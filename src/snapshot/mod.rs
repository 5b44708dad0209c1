//! Per-tab page snapshots for the tab overview
//!
//! Snapshots live in memory for synchronous lookup and are mirrored to one
//! JPEG per tab on disk. Disk work runs on the blocking pool; its failures
//! are logged and never surface to callers.
//!
//! Every tab carries a generation number that `remove`/`clear_all` bump. A
//! capture or disk load that started under an older generation is discarded
//! when it completes, so late results never resurrect a deleted tab.

use std::collections::{HashMap, HashSet};
use std::fs;
use std::io::BufWriter;
use std::path::{Path, PathBuf};
use std::sync::{Arc, Mutex, MutexGuard};

use image::codecs::jpeg::JpegEncoder;
use image::imageops::{self, FilterType};
use image::{DynamicImage, RgbaImage};
use tokio::task::JoinHandle;

use crate::config::SnapshotConfig;
use crate::engine::PageEngine;
use crate::session::TabId;
use crate::utils::Result;

/// A downsampled tab snapshot
pub type Snapshot = Arc<RgbaImage>;

const SNAPSHOT_EXTENSION: &str = "jpg";

/// Generation of one tab, kept only while a capture or load holds it
#[derive(Debug, Default)]
struct Lease {
    generation: u64,
    holders: usize,
}

#[derive(Default)]
struct SnapshotState {
    images: HashMap<TabId, Snapshot>,
    leases: HashMap<TabId, Lease>,
    epoch: u64,
}

impl SnapshotState {
    fn token(&self, tab_id: TabId) -> (u64, u64) {
        let generation = self.leases.get(&tab_id).map_or(0, |l| l.generation);
        (self.epoch, generation)
    }
}

type SharedState = Arc<Mutex<SnapshotState>>;

fn lock(state: &SharedState) -> MutexGuard<'_, SnapshotState> {
    state.lock().unwrap_or_else(|e| e.into_inner())
}

/// Token held by an in-progress capture or load
///
/// Dropping the last lease of a tab forgets its generation.
struct TokenLease {
    state: SharedState,
    tab_id: TabId,
    token: (u64, u64),
}
impl FaviconCache {
    pub fn new(fetcher: Arc<dyn ImageFetcher>, config: FaviconConfig) -> Self {
        Self {
            fetcher,
            config: Arc::new(config),
            state: Arc::new(Mutex::new(FaviconState::default())),
        }
    }

    /// Preview image when a preview hint is given and resolves, else the site icon
    pub async fn get(
        &self,
        page_url: &str,
        icon_hint: Option<&str>,
        preview_hint: Option<&str>,
    ) -> Option<SiteImage> {
        if let Some(preview_url) = preview_hint.filter(|u| !u.is_empty()) {
            if let Some(image) = self.preview_image(preview_url).await {
                return Some(image);
            }
        }
        self.icon(page_url, icon_hint).await
    }

    /// Resolve the site icon for `page_url`
    ///
    /// Candidates are tried in order: the page-declared hint, the
    /// conventional icon paths on the page host (https, then http), then
    /// the configured icon services.
    pub async fn icon(&self, page_url: &str, hint: Option<&str>) -> Option<SiteImage> {
        let Some(host) = page_host(page_url) else {
            log::debug!("No host in {page_url}, skipping icon lookup");
            return None;
        };
        let key = domain_of(&host).to_string();
        let candidates = self.icon_candidates(&host, &key, hint);
        self.resolve(ImageRequest {
            key,
            kind: ImageKind::Icon,
            candidates,
            max_bytes: self.config.max_icon_bytes,
        })
        .await
    }

    /// Resolve a page preview image
    pub async fn preview_image(&self, preview_url: &str) -> Option<SiteImage> {
        self.resolve(ImageRequest {
            key: preview_key(preview_url),
            kind: ImageKind::Preview,
            candidates: vec![preview_url.to_string()],
            max_bytes: self.config.max_preview_bytes,
        })
        .await
    }

    pub fn cached_icon(&self, page_url: &str) -> Option<SiteImage> {
        let key = icon_key(page_url)?;
        lock(&self.state).images.get(&key).cloned()
    }

    pub fn cached_preview(&self, preview_url: &str) -> Option<SiteImage> {
        lock(&self.state).images.get(&preview_key(preview_url)).cloned()
    }

    /// Number of cached images
    pub fn len(&self) -> usize {
        lock(&self.state).images.len()
    }

    pub fn is_empty(&self) -> bool {
        self.len() == 0
    }

    /// Number of fetches still running
    pub fn in_flight(&self) -> usize {
        lock(&self.state).in_flight.len()
    }

    /// Drop every cached image; fetches already running will not repopulate the cache
    pub fn clear_all(&self) {
        let mut state = lock(&self.state);
        state.images.clear();
        state.in_flight.clear();
        state.epoch += 1;
        log::debug!("Favicon cache cleared");
    }

    fn icon_candidates(&self, host: &str, domain: &str, hint: Option<&str>) -> Vec<String> {
        let mut candidates = Vec::new();
        if let Some(hint) = hint.filter(|h| !h.is_empty()) {
            candidates.push(hint.to_string());
        }
        for scheme in ["https", "http"] {
            for path in &self.config.conventional_paths {
                candidates.push(format!("{scheme}://{host}{path}"));
            }
        }
        for service in &self.config.services {
            candidates.push(service.replace("{domain}", domain));
        }
        candidates.dedup();
        candidates
    }

    async fn resolve(&self, request: ImageRequest) -> Option<SiteImage> {
        let flight = {
            let mut state = lock(&self.state);
            if let Some(image) = state.images.get(&request.key) {
                return Some(image.clone());
            }
            match state.in_flight.get(&request.key) {
                Some(flight) => flight.clone(),
                None => {
                    let key = request.key.clone();
                    let flight = self.start(request, state.epoch);
                    state.in_flight.insert(key, flight.clone());
                    flight
                }
            }
        };
        flight.await
    }

    /// Spawn the fetch so that dropping any one waiter leaves it running
    fn start(&self, request: ImageRequest, epoch: u64) -> InFlight {
        let fetcher = self.fetcher.clone();
        let config = self.config.clone();
        let state = self.state.clone();

        let task = tokio::spawn(async move {
            let _guard = InFlightGuard {
                state: state.clone(),
                key: request.key.clone(),
                epoch,
            };
            let image = fetch_first(fetcher.as_ref(), &config, &request).await;
            if let Some(image) = &image {
                let mut state = lock(&state);
                if state.epoch == epoch {
                    state.images.insert(request.key.clone(), image.clone());
                } else {
                    log::debug!("Discarding {} fetched before clear", request.key);
                }
            }
            image
        });

        async move {
            match task.await {
                Ok(image) => image,
                Err(e) => {
                    log::warn!("Image fetch task failed: {e}");
                    None
                }
            }
        }
        .boxed()
        .shared()
    }
}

════════

◆ **WHAT THIS TASK INVOLVES**: Could you please retype the lines from the start of the data through the line with "a deleted tab.", both included, and nothing else?

◆ **SOLVED PROBLEM**:
filename src/snapshot/mod.rs
repository 5b44708dad0209c1
//! Per-tab page snapshots for the tab overview
//!
//! Snapshots live in memory for synchronous lookup and are mirrored to one
//! JPEG per tab on disk. Disk work runs on the blocking pool; its failures
//! are logged and never surface to callers.
//!
//! Every tab carries a generation number that `remove`/`clear_all` bump. A
//! capture or disk load that started under an older generation is discarded
//! when it completes, so late results never resurrect a deleted tab.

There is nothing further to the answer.